What the task requires: Take every line in the entries that includes the word "await" and copy it.

○ ○ ○ ○

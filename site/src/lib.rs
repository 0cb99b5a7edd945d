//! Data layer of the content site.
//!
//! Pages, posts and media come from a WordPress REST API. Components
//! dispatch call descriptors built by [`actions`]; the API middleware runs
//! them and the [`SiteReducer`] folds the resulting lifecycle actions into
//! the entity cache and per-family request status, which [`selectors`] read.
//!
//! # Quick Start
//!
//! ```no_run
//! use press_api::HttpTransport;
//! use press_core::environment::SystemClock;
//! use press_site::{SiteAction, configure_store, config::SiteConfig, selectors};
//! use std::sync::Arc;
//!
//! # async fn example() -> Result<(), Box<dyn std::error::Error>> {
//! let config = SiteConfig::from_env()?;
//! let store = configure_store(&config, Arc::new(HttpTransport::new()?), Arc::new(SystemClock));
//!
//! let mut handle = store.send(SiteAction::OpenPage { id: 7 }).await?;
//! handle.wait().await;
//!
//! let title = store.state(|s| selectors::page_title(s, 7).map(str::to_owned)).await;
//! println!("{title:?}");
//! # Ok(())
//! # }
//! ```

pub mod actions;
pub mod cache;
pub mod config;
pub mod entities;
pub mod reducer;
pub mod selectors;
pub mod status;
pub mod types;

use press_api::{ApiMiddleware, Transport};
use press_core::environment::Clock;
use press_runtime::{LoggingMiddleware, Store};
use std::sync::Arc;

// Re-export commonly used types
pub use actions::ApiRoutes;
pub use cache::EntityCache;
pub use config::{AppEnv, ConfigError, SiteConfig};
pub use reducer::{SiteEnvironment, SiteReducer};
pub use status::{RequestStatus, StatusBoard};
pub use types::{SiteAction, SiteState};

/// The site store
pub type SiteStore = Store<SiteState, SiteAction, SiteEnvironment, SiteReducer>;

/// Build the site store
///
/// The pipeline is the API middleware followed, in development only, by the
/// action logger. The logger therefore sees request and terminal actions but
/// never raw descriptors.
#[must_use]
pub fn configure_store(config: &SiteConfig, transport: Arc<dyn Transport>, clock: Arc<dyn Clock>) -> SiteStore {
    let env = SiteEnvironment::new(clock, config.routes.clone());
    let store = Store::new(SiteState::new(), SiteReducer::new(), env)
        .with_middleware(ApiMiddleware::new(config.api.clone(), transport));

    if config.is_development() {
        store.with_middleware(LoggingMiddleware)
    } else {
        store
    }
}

○ ○ ○ ○

Answer space:
//! let mut handle = store.send(SiteAction::OpenPage { id: 7 }).await?;
//! handle.wait().await;
//! let title = store.state(|s| selectors::page_title(s, 7).map(str::to_owned)).await;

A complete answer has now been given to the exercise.